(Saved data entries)
◇ ◇ ◇ ◇

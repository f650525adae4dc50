//! Lane lines, road edges, drivable path and blind-spot overlays.
//!
//! All geometry arrives in view pixels. Gradients run bottom-to-top: stop 0
//! sits on the bottom row of the view, stop 1 on the top row.
//!
//! # Path Fill
//!
//! - Default: three fixed green stops fading out toward the horizon.
//! - Experimental or colored path: one stop per path point, hue from the
//!   planned acceleration (0° braking, 120° accelerating), saturation from its
//!   magnitude, alpha fading out toward the top. With the colored path on,
//!   near-zero acceleration is pinned to full green.

use crate::colors::{FROG_GREEN, Rgba, map_val};
use crate::scene::{DrawOp, Gradient, Layer, Paint, PointF, Scene};
use crate::state::{DisplayState, WorldView};

use super::primitives::fill_polygon;

/// Acceleration band pinned to green in colored-path mode.
const COAST_BAND: f32 = 0.25;

#[inline]
fn hsl(hue_deg: f32, s: f32, l: f32, a: f32) -> Rgba {
    Rgba::from_hsl_f(hue_deg / 360.0, s, l, a)
}

/// Lane line color: white with confidence alpha capped at 0.7.
pub fn lane_line_color(prob: f32, colored: bool) -> Rgba {
    if colored { FROG_GREEN } else { Rgba::from_rgb_f(1.0, 1.0, 1.0, prob.clamp(0.0, 0.7)) }
}

/// Road edge color: red, more opaque the lower the uncertainty.
pub fn road_edge_color(std: f32, colored: bool) -> Rgba {
    if colored { FROG_GREEN } else { Rgba::from_rgb_f(1.0, 0.0, 0.0, (1.0 - std).clamp(0.0, 1.0)) }
}

/// Fill gradient for the drivable path.
pub fn path_gradient(ds: &DisplayState, world: &WorldView, height: f32) -> Gradient {
    let mut g = Gradient::new(height, 0.0);
    if !(ds.experimental_mode || ds.flags.colored_path) {
        g.set_color_at(0.0, hsl(148.0, 0.94, 0.51, 0.4));
        g.set_color_at(0.5, hsl(112.0, 1.0, 0.68, 0.35));
        g.set_color_at(1.0, hsl(112.0, 1.0, 0.68, 0.0));
        return g;
    }

    let track = &world.geometry.track;
    let max_len = (track.len() / 2).min(world.accel.len());
    let mut i = 0;
    while i < max_len {
        let y = track[i].y;
        if !(0.0..=height).contains(&y) {
            i += 1;
            continue;
        }
        let lin_grad_point = (height - y) / height;
        let mut accel = world.accel[i];
        if ds.flags.colored_path && accel.abs() < COAST_BAND {
            accel = 2.0;
        }

        let hue = (60.0 + accel * 35.0).clamp(0.0, 120.0);
        // Whole degrees keep the number of distinct stops down.
        let hue = ((hue * 100.0 + 0.5) as i32 / 100) as f32;
        let saturation = (accel * 1.5).abs().min(1.0);
        let lightness = map_val(saturation, 0.0, 1.0, 0.95, 0.62);
        let alpha = map_val(lin_grad_point, 0.75 / 2.0, 0.75, 0.4, 0.0);
        g.set_color_at(lin_grad_point, hsl(hue, saturation, lightness, alpha));
        // Every other visible point, but never skip the last one.
        i += if i + 2 < max_len { 2 } else { 1 };
    }
    g
}

/// Gradient for the path outline.
pub fn path_edge_gradient(ds: &DisplayState, height: f32) -> Gradient {
    let g = Gradient::new(height, 0.0);
    if ds.experimental_mode {
        g.with_stop(0.0, hsl(25.0, 0.71, 0.50, 1.0))
            .with_stop(0.5, hsl(25.0, 0.71, 0.50, 0.5))
            .with_stop(1.0, hsl(25.0, 0.71, 0.50, 0.1))
    } else if ds.flags.colored_path {
        g.with_stop(0.0, hsl(150.0, 0.75, 0.25, 1.0))
            .with_stop(0.5, hsl(150.0, 0.75, 0.25, 0.5))
            .with_stop(1.0, hsl(150.0, 0.75, 0.25, 0.1))
    } else {
        g.with_stop(0.0, hsl(148.0, 0.94, 0.51, 1.0))
            .with_stop(0.5, hsl(112.0, 1.0, 0.68, 0.5))
            .with_stop(1.0, hsl(112.0, 1.0, 0.68, 0.1))
    }
}

fn blindspot_gradient(height: f32) -> Gradient {
    Gradient::new(height, 0.0)
        .with_stop(0.0, hsl(0.0, 0.75, 0.50, 0.6))
        .with_stop(0.5, hsl(0.0, 0.75, 0.50, 0.4))
        .with_stop(1.0, hsl(0.0, 0.75, 0.50, 0.2))
}

pub fn draw_road(scene: &mut Scene, ds: &DisplayState, world: &WorldView, height: f32) {
    let geo = &world.geometry;
    let colored = ds.flags.colored_path;

    for (line, prob) in geo.lane_lines.iter().zip(geo.lane_line_probs) {
        fill_polygon(scene, Layer::Road, line, Paint::Solid(lane_line_color(prob, colored)));
    }
    for (edge, std) in geo.road_edges.iter().zip(geo.road_edge_stds) {
        fill_polygon(scene, Layer::Road, edge, Paint::Solid(road_edge_color(std, colored)));
    }

    fill_polygon(scene, Layer::Road, &geo.track, Paint::Vertical(path_gradient(ds, world, height)));

    // Track and its outline as one even-odd shape: only the band between them fills.
    let rings: Vec<Vec<PointF>> =
        [&geo.track, &geo.track_edge].into_iter().filter(|r| r.len() >= 3).cloned().collect();
    if !rings.is_empty() {
        scene.push(Layer::Road, DrawOp::Polygon { rings, paint: Paint::Vertical(path_edge_gradient(ds, height)) });
    }

    if ds.blindspot_left {
        fill_polygon(scene, Layer::Road, &geo.left_blindspot, Paint::Vertical(blindspot_gradient(height)));
    }
    if ds.blindspot_right {
        fill_polygon(scene, Layer::Road, &geo.right_blindspot, Paint::Vertical(blindspot_gradient(height)));
    }
}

◇ ◇ ◇ ◇

Exercise instructions | If a line in the records above contains the string "Vertical", copy that line out.

Output for this exercise |
    fill_polygon(scene, Layer::Road, &geo.track, Paint::Vertical(path_gradient(ds, world, height)));
        scene.push(Layer::Road, DrawOp::Polygon { rings, paint: Paint::Vertical(path_edge_gradient(ds, height)) });
        fill_polygon(scene, Layer::Road, &geo.left_blindspot, Paint::Vertical(blindspot_gradient(height)));
        fill_polygon(scene, Layer::Road, &geo.right_blindspot, Paint::Vertical(blindspot_gradient(height)));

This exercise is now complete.